Meldungen veröffentlichen

Unterschiedliche Größen von Weissblechdosen

Weißblech ist Stahlblech, das kalt besonders dünn gewalzt wurde. Die Oberfläche wird dabei mit Zinn beschichtet. Durch die Beschichtung wird das Blech vor Rost geschützt. Der Großteil des produzierten Stahlblechs wird für Weissblechdosen verwendet. Diese werden hauptsächlich in der Verpackungsindustrie verwendet. Daher spricht man auch von Verpackungsstahl. In den meisten Fällen verwendet man die Weissblechdosen als Verpackung für Lebensmittel und Tiernahrung. Andere Einsatzgebiete sind allerdings auch als Dosen für Lacke und Farben.

Um das ungewollte Korrodieren des Stahls zu verhindern, werden die Weissblechdosen mit 0,3µm Zinn überzogen. Die Zinnverbindungen sind zwar in einem geringen Maße giftig, sollte allerdings die Zinnschutzschicht verletzt werden, korrodiert zuerst das unedle Eisen und dadurch entstehen lediglich unbedenkliche Eisensalze. Aus diesem Grund kann man in Weissblechdosen auch ohne Bedenken Lebensmittel verstauen. Man kann dieses Material zur Gänze recyceln, was natürlich sehr von Nutzen ist. Weißblech kann beliebig häufig und ohne Qualitätsverlust wiederbenutzt werden. Daher handelt es sich um eine äußerst ökonomische Verpackungsvariante. Die Farb- und Lackindustrie nutzt ebenfalls häufig Weissblechdosen. Die Dosen die dafür hergestellt werden, zeichnen sich dadurch aus, dass sie stapelbar sind und eine äußerst große Öffnung aufweisen. Auch die Konstruktion der Deckel ist sehr wichtig. Viele Hersteller haben sich ihre eigenen Deckelkonstruktionen sogar patentieren lassen. Die Weissblechdosen müssen exzellente Dichtwerte aufweisen, selbst nach mehrmaligem Öffnen und Schließen der Dose. Besonders, wenn sie Farben und Lacke beinhalten, ist es unumgänglich, dass die Weissblechdosen leicht verschlossen werden können und auch nicht verkleben.

Weissblechdosen werden ebenfalls in der Getränkeindustrie eingesetzt. In der Prohibitionszeit in den Vereinigten Staaten von Amerika wurden diese Dosen erstmalig für Getränke genutzt. 1933 kam das erste Dosenbier auf den Markt. Um phänomenale 500 Prozent steigerte die Brauerei, die als allerserste die Blechdosen als Verpackung für seine Erzeugnisse nutzte, seinen Umsatz. Es dauerte nicht lange, bis ebenfalls antialkoholische Getränke in Weissblechdosen erhältlich waren. Heute bekommt man sie in so gut wie jedem Supermarkt oder kleinen Geschäft.
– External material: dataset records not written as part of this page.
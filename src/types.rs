//! The Veil type algebra.
//!
//! Types are immutable, reference-counted handles shared across the AST,
//! the analyzer, and the MIR. Primitives are process-wide singletons.
//! Structural equality requires kind match and recursive equality on
//! children; named struct/class/enum types compare by name. The textual
//! form produced by `Display` is load-bearing: mangled names are derived
//! from it.

use parking_lot::RwLock;
use std::collections::BTreeMap;
use std::fmt;
use std::sync::{Arc, OnceLock};

/// A type-parameter -> concrete-type substitution mapping.
pub type TypeMap = BTreeMap<String, Type>;

/// A shared, immutable type handle.
#[derive(Debug, Clone)]
pub struct Type(Arc<TypeKind>);

#[derive(Debug)]
pub enum TypeKind {
    I8,
    I16,
    I32,
    I64,
    U8,
    U16,
    U32,
    U64,
    F32,
    F64,
    Bool,
    Void,
    Pointer(Type),
    Array(Type, usize),
    Function {
        params: Vec<Type>,
        ret: Type,
        variadic: bool,
    },
    Struct(StructDef),
    Enum(EnumDef),
    /// An unresolved generic parameter, optionally carrying the name of a
    /// request constraint.
    Param { name: String, constraint: String },
}

/// A named struct or class field.
#[derive(Debug, Clone)]
pub struct Field {
    pub name: String,
    pub ty: Type,
    pub is_public: bool,
}

/// A method entry on a class type: name, function type, visibility.
#[derive(Debug, Clone)]
pub struct Method {
    pub name: String,
    pub ty: Type,
    pub is_public: bool,
}

/// A struct or class type. The method table is installed after the type is
/// registered, because method signatures may refer back to the class through
/// `Self`; it is behind a lock so every holder of the handle observes the
/// installed table.
#[derive(Debug)]
pub struct StructDef {
    pub name: String,
    pub fields: Vec<Field>,
    methods: RwLock<Vec<Method>>,
    pub is_class: bool,
}

impl StructDef {
    pub fn find_field_index(&self, field: &str) -> Option<usize> {
        self.fields.iter().position(|f| f.name == field)
    }

    pub fn find_field(&self, field: &str) -> Option<&Field> {
        self.fields.iter().find(|f| f.name == field)
    }

    pub fn find_method(&self, method: &str) -> Option<Method> {
        self.methods.read().iter().find(|m| m.name == method).cloned()
    }

    pub fn methods(&self) -> Vec<Method> {
        self.methods.read().clone()
    }

    pub fn set_methods(&self, methods: Vec<Method>) {
        *self.methods.write() = methods;
    }
}

/// An enum type with its variant list.
#[derive(Debug)]
pub struct EnumDef {
    pub name: String,
    pub variants: Vec<Variant>,
}

impl EnumDef {
    pub fn find_variant(&self, name: &str) -> Option<&Variant> {
        self.variants.iter().find(|v| v.name == name)
    }

    pub fn find_variant_index(&self, name: &str) -> Option<usize> {
        self.variants.iter().position(|v| v.name == name)
    }
}

/// One enum variant: unit, tuple payload, or struct payload.
#[derive(Debug, Clone)]
pub struct Variant {
    pub name: String,
    pub payload: VariantPayload,
}

#[derive(Debug, Clone)]
pub enum VariantPayload {
    Unit,
    Tuple(Vec<Type>),
    Struct(Vec<Field>),
}

impl Variant {
    pub fn field_count(&self) -> usize {
        match &self.payload {
            VariantPayload::Unit => 0,
            VariantPayload::Tuple(tys) => tys.len(),
            VariantPayload::Struct(fields) => fields.len(),
        }
    }

    /// The type of payload element `index`.
    pub fn field_type(&self, index: usize) -> Option<Type> {
        match &self.payload {
            VariantPayload::Unit => None,
            VariantPayload::Tuple(tys) => tys.get(index).cloned(),
            VariantPayload::Struct(fields) => fields.get(index).map(|f| f.ty.clone()),
        }
    }
}

macro_rules! primitive {
    ($fname:ident, $variant:ident) => {
        pub fn $fname() -> Type {
            static CELL: OnceLock<Type> = OnceLock::new();
            CELL.get_or_init(|| Type(Arc::new(TypeKind::$variant))).clone()
        }
    };
}
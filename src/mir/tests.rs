//! MIR construction unit tests.

use crate::compile_to_mir;
use crate::mir::types::{Function, Inst, Module};
use std::path::Path;

fn lower(source: &str) -> Module {
    compile_to_mir(source, Path::new("."))
        .unwrap_or_else(|e| panic!("compile failed: {e}"))
        .module
}

fn function<'m>(module: &'m Module, name: &str) -> &'m Function {
    module
        .find_function(name)
        .unwrap_or_else(|| panic!("function '{name}' not in module"))
}

/// Every block of every lowered body ends in exactly one terminator.
fn assert_terminator_law(module: &Module) {
    for func in &module.functions {
        for block in &func.blocks {
            assert!(
                block.has_terminator(),
                "{}::{} lacks a terminator",
                func.name,
                block.name
            );
            let terminators = block
                .instructions
                .iter()
                .filter(|inst| inst.is_terminator())
                .count();
            assert_eq!(
                terminators, 1,
                "{}::{} has {terminators} terminators",
                func.name, block.name
            );
        }
    }
}

#[test]
fn terminator_law_over_control_flow() {
    let module = lower(
        "fn main(): i32 {
             let mut total = 0;
             for (let mut i = 0; i < 10; i = i + 1) {
                 if (i == 5) {
                     continue;
                 }
                 total = total + i;
             }
             while (total > 100) {
                 total = total - 1;
             }
             do {
                 total = total + 1;
             } while (total < 3);
             return total;
         }",
    );
    assert_terminator_law(&module);
}

#[test]
fn block_names_are_unique_per_function() {
    let module = lower(
        "fn main(): i32 {
             if (true) { } else { }
             if (false) { } else { }
             return 0;
         }",
    );
    let func = function(&module, "main");
    let mut names = std::collections::HashSet::new();
    for block in &func.blocks {
        assert!(names.insert(block.name.clone()), "duplicate block {}", block.name);
    }
}

#[test]
fn params_spill_to_stack_slots() {
    let module = lower("fn add(a: i32, b: i32): i32 { return a + b; }");
    let func = function(&module, "add");
    let entry = func.entry_block().expect("entry block");
    assert!(matches!(&entry.instructions[0], Inst::Alloca { dest, .. } if dest == "%a.addr"));
    assert!(matches!(&entry.instructions[1], Inst::Store { src, dest } if src == "%a" && dest == "%a.addr"));
}

#[test]
fn implicit_returns() {
    let module = lower(
        "fn nothing(): void { }
         fn zero(): i32 { let x = 1; }",
    );
    let nothing = function(&module, "nothing");
    assert!(matches!(
        nothing.blocks[0].instructions.last(),
        Some(Inst::Ret { value: None })
    ));
    let zero = function(&module, "zero");
    assert!(matches!(
        zero.blocks[0].instructions.last(),
        Some(Inst::Ret { value: Some(_) })
    ));
}

#[test]
fn assignment_stores_through_the_place() {
    let module = lower(
        "fn main(): i32 {
             let mut x = 1;
             x = 2;
             return x;
         }",
    );
    let func = function(&module, "main");
    let stores = func
        .instructions()
        .filter(|inst| matches!(inst, Inst::Store { dest, .. } if dest == "%x"))
        .count();
    assert_eq!(stores, 2, "initialization plus re-assignment");
}

#[test]
fn shadowed_bindings_restore_on_scope_exit() {
    let module = lower(
        "fn main(): i32 {
             let mut x = 1;
             {
                 let x = true;
             }
             x = 2;
             return x;
         }",
    );
    let func = function(&module, "main");
    // The inner `x` gets a distinct slot; the final store targets the
    // original one again.
    let allocas: Vec<&str> = func
        .instructions()
        .filter_map(|inst| match inst {
            Inst::Alloca { dest, .. } if dest.starts_with("%x") => Some(dest.as_str()),
            _ => None,
        })
        .collect();
    assert_eq!(allocas.len(), 2);
    assert_ne!(allocas[0], allocas[1]);
    let last_store = func
        .instructions()
        .filter_map(|inst| match inst {
            Inst::Store { dest, .. } => Some(dest.clone()),
            _ => None,
        })
        .last()
        .expect("a store");
    assert_eq!(last_store, "%x");
}

#[test]
fn extern_functions_have_no_body() {
    let module = lower("extern fn puts(s: i8*): i32;");
    let func = function(&module, "puts");
    assert!(func.blocks.is_empty());
}

#[test]
fn malloc_and_free_are_recorded_as_externals() {
    let unit = compile_to_mir(
        "fn main(): void {
             let p = malloc[i32]();
             free(p);
         }",
        Path::new("."),
    )
    .expect("compiles");
    assert_eq!(unit.used_externals, vec!["free", "malloc"]);
}

#[test]
fn intrinsics_lower_to_dedicated_instructions() {
    let module = lower(
        "struct P { let x: i32 let y: i32 }
         fn main(): i64 {
             let a = sizeof[P]();
             let b = alignof[i64]();
             let c = offsetof[P](y);
             return a + b + c;
         }",
    );
    let func = function(&module, "main");
    assert!(func.instructions().any(|i| matches!(i, Inst::Sizeof { .. })));
    assert!(func.instructions().any(|i| matches!(i, Inst::Alignof { .. })));
    assert!(func
        .instructions()
        .any(|i| matches!(i, Inst::Offsetof { field, .. } if field == "y")));
}

#[test]
fn break_in_switch_jumps_to_end_and_continue_is_rejected() {
    let module = lower(
        "fn main(): i32 {
             let x = 1;
             switch (x) {
                 case 1: break;
                 default: break;
             }
             return 0;
         }",
    );
    assert_terminator_law(&module);

    let err = compile_to_mir(
        "fn main(): void {
             let x = 1;
             while (true) {
                 switch (x) {
                     case 1: continue;
                 }
             }
         }",
        Path::new("."),
    )
    .expect_err("continue in switch must be rejected");
    assert!(err.to_string().contains("continue inside a switch"));
}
Bei der Herstellung von Weissblechdosen dreht es sich um einen äußerst aufwendigen Prozess. Man benetzt erst einmal das Weißblech mit einem Schmiermittel. Anschließend werden passende Scheiben ausgeschnitten, aus denen schließlich der Korpus der Dosen geformt wird. Dies geschieht mit Hilfe einer sogenannten Abstreckmaschine, mit der man die Dosen in diversen Größen herstellen kann. Die Größen der Weissblechdosen hängen oft vom Einsatzbereich ab. Für die Lack- und Farbindustrie produziert man zum Beispiel Dosen mit einem Volumen von 250 ml, allerdings auch 1 Liter. Die Produzenten verwenden einen Stempel mit dem der Boden geformt wird, nachdem die passende Größe des Weißblech Korpus erreicht wurde. Danach wird das Schmiermittel wieder entfernt und die Innenlackierung wird aufgebracht. Eine Art Spritzpistole ist für diesen Vorgang erforderlich. Ist der Innenraum der Weissblechdosen erst einmal lackiert und damit der Korrosionsschutz gewährleistet, sind die Dosen fertig um gefüllt zu werden. Herstellungskosten für eine Weissblechdose belaufen sich in Schnitt auf 8 Cent. Dabei spielt es keine Rolle, womit das Erzeugnis in Nachhinein gefüllt wird.